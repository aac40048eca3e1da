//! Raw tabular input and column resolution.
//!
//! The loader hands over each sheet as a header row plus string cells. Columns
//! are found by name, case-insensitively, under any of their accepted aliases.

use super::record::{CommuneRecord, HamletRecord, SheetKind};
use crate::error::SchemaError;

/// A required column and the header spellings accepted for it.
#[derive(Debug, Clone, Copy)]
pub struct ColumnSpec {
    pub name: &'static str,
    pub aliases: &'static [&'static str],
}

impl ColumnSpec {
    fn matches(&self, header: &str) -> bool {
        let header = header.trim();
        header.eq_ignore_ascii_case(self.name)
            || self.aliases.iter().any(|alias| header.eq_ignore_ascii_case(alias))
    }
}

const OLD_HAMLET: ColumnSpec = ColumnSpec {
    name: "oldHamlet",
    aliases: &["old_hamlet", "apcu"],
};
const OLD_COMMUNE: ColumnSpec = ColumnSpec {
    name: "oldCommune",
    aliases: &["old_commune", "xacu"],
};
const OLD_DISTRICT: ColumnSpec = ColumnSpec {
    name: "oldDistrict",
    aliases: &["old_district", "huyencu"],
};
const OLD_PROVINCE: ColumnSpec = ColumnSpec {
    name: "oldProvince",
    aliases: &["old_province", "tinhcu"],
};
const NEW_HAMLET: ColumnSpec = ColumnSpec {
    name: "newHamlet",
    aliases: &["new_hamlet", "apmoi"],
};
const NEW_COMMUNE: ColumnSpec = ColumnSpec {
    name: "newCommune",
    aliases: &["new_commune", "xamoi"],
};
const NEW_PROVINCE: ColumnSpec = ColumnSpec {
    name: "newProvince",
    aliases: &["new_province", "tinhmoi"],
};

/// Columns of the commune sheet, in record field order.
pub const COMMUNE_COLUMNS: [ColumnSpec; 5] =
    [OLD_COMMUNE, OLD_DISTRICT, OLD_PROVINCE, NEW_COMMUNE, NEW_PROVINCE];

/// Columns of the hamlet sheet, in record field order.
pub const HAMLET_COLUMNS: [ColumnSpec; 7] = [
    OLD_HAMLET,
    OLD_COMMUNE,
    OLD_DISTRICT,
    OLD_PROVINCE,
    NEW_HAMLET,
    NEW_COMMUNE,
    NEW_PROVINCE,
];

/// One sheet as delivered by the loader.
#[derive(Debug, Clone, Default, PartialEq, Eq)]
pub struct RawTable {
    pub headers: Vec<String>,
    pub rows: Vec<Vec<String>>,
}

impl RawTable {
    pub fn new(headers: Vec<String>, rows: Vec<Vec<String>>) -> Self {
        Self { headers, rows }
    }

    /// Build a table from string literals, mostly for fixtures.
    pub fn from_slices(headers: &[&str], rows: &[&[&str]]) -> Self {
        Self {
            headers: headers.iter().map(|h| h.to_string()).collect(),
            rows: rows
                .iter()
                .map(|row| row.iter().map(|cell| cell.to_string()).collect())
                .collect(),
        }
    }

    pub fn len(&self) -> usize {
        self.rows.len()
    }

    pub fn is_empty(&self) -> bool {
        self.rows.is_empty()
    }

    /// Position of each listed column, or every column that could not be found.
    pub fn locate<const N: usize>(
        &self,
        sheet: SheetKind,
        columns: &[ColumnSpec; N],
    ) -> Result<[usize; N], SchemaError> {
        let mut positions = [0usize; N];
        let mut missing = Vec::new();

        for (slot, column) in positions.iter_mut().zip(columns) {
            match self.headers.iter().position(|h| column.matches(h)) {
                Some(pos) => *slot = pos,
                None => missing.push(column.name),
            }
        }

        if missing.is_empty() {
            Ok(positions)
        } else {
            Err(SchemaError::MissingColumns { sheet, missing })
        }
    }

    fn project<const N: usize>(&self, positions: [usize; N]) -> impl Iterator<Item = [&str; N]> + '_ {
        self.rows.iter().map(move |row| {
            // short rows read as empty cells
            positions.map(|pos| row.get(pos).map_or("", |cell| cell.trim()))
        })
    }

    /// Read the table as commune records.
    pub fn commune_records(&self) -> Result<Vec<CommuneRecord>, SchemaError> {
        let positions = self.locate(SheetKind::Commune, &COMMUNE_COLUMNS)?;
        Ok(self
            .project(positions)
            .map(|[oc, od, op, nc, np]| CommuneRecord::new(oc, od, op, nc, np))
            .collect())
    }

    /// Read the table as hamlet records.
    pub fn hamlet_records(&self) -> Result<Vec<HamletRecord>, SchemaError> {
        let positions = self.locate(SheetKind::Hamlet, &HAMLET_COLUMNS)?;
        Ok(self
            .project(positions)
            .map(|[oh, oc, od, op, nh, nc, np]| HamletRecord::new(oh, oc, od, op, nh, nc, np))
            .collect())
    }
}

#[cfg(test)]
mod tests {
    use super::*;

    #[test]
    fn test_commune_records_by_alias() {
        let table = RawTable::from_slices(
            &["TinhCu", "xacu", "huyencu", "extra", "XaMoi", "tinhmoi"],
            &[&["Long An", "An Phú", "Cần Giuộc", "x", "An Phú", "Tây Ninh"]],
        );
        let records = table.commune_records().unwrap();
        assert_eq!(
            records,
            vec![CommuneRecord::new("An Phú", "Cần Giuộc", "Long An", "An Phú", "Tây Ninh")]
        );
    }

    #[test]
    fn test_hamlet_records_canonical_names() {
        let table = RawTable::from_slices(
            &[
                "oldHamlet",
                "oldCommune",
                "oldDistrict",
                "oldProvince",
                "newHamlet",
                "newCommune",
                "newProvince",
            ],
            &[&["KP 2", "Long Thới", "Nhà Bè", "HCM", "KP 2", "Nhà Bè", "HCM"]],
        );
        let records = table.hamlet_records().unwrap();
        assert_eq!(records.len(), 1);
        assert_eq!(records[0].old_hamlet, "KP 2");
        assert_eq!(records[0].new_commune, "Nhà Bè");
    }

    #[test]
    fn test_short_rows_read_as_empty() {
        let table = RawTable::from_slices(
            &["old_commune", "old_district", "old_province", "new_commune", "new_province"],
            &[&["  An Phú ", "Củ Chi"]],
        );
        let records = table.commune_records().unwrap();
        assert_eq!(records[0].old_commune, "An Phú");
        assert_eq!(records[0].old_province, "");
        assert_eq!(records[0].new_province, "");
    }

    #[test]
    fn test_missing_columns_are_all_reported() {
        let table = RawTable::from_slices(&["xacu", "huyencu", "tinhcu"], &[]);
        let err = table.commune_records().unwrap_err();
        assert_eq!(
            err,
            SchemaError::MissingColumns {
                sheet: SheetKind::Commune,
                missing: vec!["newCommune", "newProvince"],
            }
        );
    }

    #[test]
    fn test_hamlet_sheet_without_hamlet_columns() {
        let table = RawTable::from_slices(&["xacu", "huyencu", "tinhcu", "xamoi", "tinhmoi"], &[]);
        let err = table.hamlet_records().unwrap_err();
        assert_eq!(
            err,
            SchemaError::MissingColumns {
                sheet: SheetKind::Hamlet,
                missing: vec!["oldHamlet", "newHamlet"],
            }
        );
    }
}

○ ○ ○

• PROBLEM REQUIREMENTS:
Each line above must be retyped exactly.

• FINISHED TASK:
repository aac40048eca3e1da
//! Raw tabular input and column resolution.
//!
//! The loader hands over each sheet as a header row plus string cells. Columns
//! are found by name, case-insensitively, under any of their accepted aliases.

use super::record::{CommuneRecord, HamletRecord, SheetKind};
use crate::error::SchemaError;

/// A required column and the header spellings accepted for it.
#[derive(Debug, Clone, Copy)]
pub struct ColumnSpec {
    pub name: &'static str,
    pub aliases: &'static [&'static str],
}

impl ColumnSpec {
    fn matches(&self, header: &str) -> bool {
        let header = header.trim();
        header.eq_ignore_ascii_case(self.name)
            || self.aliases.iter().any(|alias| header.eq_ignore_ascii_case(alias))
    }
}

const OLD_HAMLET: ColumnSpec = ColumnSpec {
    name: "oldHamlet",
    aliases: &["old_hamlet", "apcu"],
};
const OLD_COMMUNE: ColumnSpec = ColumnSpec {
    name: "oldCommune",
    aliases: &["old_commune", "xacu"],
};
const OLD_DISTRICT: ColumnSpec = ColumnSpec {
    name: "oldDistrict",
    aliases: &["old_district", "huyencu"],
};
const OLD_PROVINCE: ColumnSpec = ColumnSpec {
    name: "oldProvince",
    aliases: &["old_province", "tinhcu"],
};
const NEW_HAMLET: ColumnSpec = ColumnSpec {
    name: "newHamlet",
    aliases: &["new_hamlet", "apmoi"],
};
const NEW_COMMUNE: ColumnSpec = ColumnSpec {
    name: "newCommune",
    aliases: &["new_commune", "xamoi"],
};
const NEW_PROVINCE: ColumnSpec = ColumnSpec {
    name: "newProvince",
    aliases: &["new_province", "tinhmoi"],
};

/// Columns of the commune sheet, in record field order.
pub const COMMUNE_COLUMNS: [ColumnSpec; 5] =
    [OLD_COMMUNE, OLD_DISTRICT, OLD_PROVINCE, NEW_COMMUNE, NEW_PROVINCE];

/// Columns of the hamlet sheet, in record field order.
pub const HAMLET_COLUMNS: [ColumnSpec; 7] = [
    OLD_HAMLET,
    OLD_COMMUNE,
    OLD_DISTRICT,
    OLD_PROVINCE,
    NEW_HAMLET,
    NEW_COMMUNE,
    NEW_PROVINCE,
];

/// One sheet as delivered by the loader.
#[derive(Debug, Clone, Default, PartialEq, Eq)]
pub struct RawTable {
    pub headers: Vec<String>,
    pub rows: Vec<Vec<String>>,
}

impl RawTable {
    pub fn new(headers: Vec<String>, rows: Vec<Vec<String>>) -> Self {
        Self { headers, rows }
    }

    /// Build a table from string literals, mostly for fixtures.
    pub fn from_slices(headers: &[&str], rows: &[&[&str]]) -> Self {
        Self {
            headers: headers.iter().map(|h| h.to_string()).collect(),
            rows: rows
                .iter()
                .map(|row| row.iter().map(|cell| cell.to_string()).collect())
                .collect(),
        }
    }

    pub fn len(&self) -> usize {
        self.rows.len()
    }

    pub fn is_empty(&self) -> bool {
        self.rows.is_empty()
    }

    /// Position of each listed column, or every column that could not be found.
    pub fn locate<const N: usize>(
        &self,
        sheet: SheetKind,
        columns: &[ColumnSpec; N],
    ) -> Result<[usize; N], SchemaError> {
        let mut positions = [0usize; N];
        let mut missing = Vec::new();

        for (slot, column) in positions.iter_mut().zip(columns) {
            match self.headers.iter().position(|h| column.matches(h)) {
                Some(pos) => *slot = pos,
                None => missing.push(column.name),
            }
        }

        if missing.is_empty() {
            Ok(positions)
        } else {
            Err(SchemaError::MissingColumns { sheet, missing })
        }
    }

    fn project<const N: usize>(&self, positions: [usize; N]) -> impl Iterator<Item = [&str; N]> + '_ {
        self.rows.iter().map(move |row| {
            // short rows read as empty cells
            positions.map(|pos| row.get(pos).map_or("", |cell| cell.trim()))
        })
    }

    /// Read the table as commune records.
    pub fn commune_records(&self) -> Result<Vec<CommuneRecord>, SchemaError> {
        let positions = self.locate(SheetKind::Commune, &COMMUNE_COLUMNS)?;
        Ok(self
            .project(positions)
            .map(|[oc, od, op, nc, np]| CommuneRecord::new(oc, od, op, nc, np))
            .collect())
    }

    /// Read the table as hamlet records.
    pub fn hamlet_records(&self) -> Result<Vec<HamletRecord>, SchemaError> {
        let positions = self.locate(SheetKind::Hamlet, &HAMLET_COLUMNS)?;
        Ok(self
            .project(positions)
            .map(|[oh, oc, od, op, nh, nc, np]| HamletRecord::new(oh, oc, od, op, nh, nc, np))
            .collect())
    }
}

#[cfg(test)]
mod tests {
    use super::*;

    #[test]
    fn test_commune_records_by_alias() {
        let table = RawTable::from_slices(
            &["TinhCu", "xacu", "huyencu", "extra", "XaMoi", "tinhmoi"],
            &[&["Long An", "An Phú", "Cần Giuộc", "x", "An Phú", "Tây Ninh"]],
        );
        let records = table.commune_records().unwrap();
        assert_eq!(
            records,
            vec![CommuneRecord::new("An Phú", "Cần Giuộc", "Long An", "An Phú", "Tây Ninh")]
        );
    }

    #[test]
    fn test_hamlet_records_canonical_names() {
        let table = RawTable::from_slices(
            &[
                "oldHamlet",
                "oldCommune",
                "oldDistrict",
                "oldProvince",
                "newHamlet",
                "newCommune",
                "newProvince",
            ],
            &[&["KP 2", "Long Thới", "Nhà Bè", "HCM", "KP 2", "Nhà Bè", "HCM"]],
        );
        let records = table.hamlet_records().unwrap();
        assert_eq!(records.len(), 1);
        assert_eq!(records[0].old_hamlet, "KP 2");
        assert_eq!(records[0].new_commune, "Nhà Bè");
    }

    #[test]
    fn test_short_rows_read_as_empty() {
        let table = RawTable::from_slices(
            &["old_commune", "old_district", "old_province", "new_commune", "new_province"],
            &[&["  An Phú ", "Củ Chi"]],
        );
        let records = table.commune_records().unwrap();
        assert_eq!(records[0].old_commune, "An Phú");
        assert_eq!(records[0].old_province, "");
        assert_eq!(records[0].new_province, "");
    }

    #[test]
    fn test_missing_columns_are_all_reported() {
        let table = RawTable::from_slices(&["xacu", "huyencu", "tinhcu"], &[]);
        let err = table.commune_records().unwrap_err();
        assert_eq!(
            err,
            SchemaError::MissingColumns {
                sheet: SheetKind::Commune,
                missing: vec!["newCommune", "newProvince"],
            }
        );
    }

    #[test]
    fn test_hamlet_sheet_without_hamlet_columns() {
        let table = RawTable::from_slices(&["xacu", "huyencu", "tinhcu", "xamoi", "tinhmoi"], &[]);
        let err = table.hamlet_records().unwrap_err();
        assert_eq!(
            err,
            SchemaError::MissingColumns {
                sheet: SheetKind::Hamlet,
                missing: vec!["oldHamlet", "newHamlet"],
            }
        );
    }
}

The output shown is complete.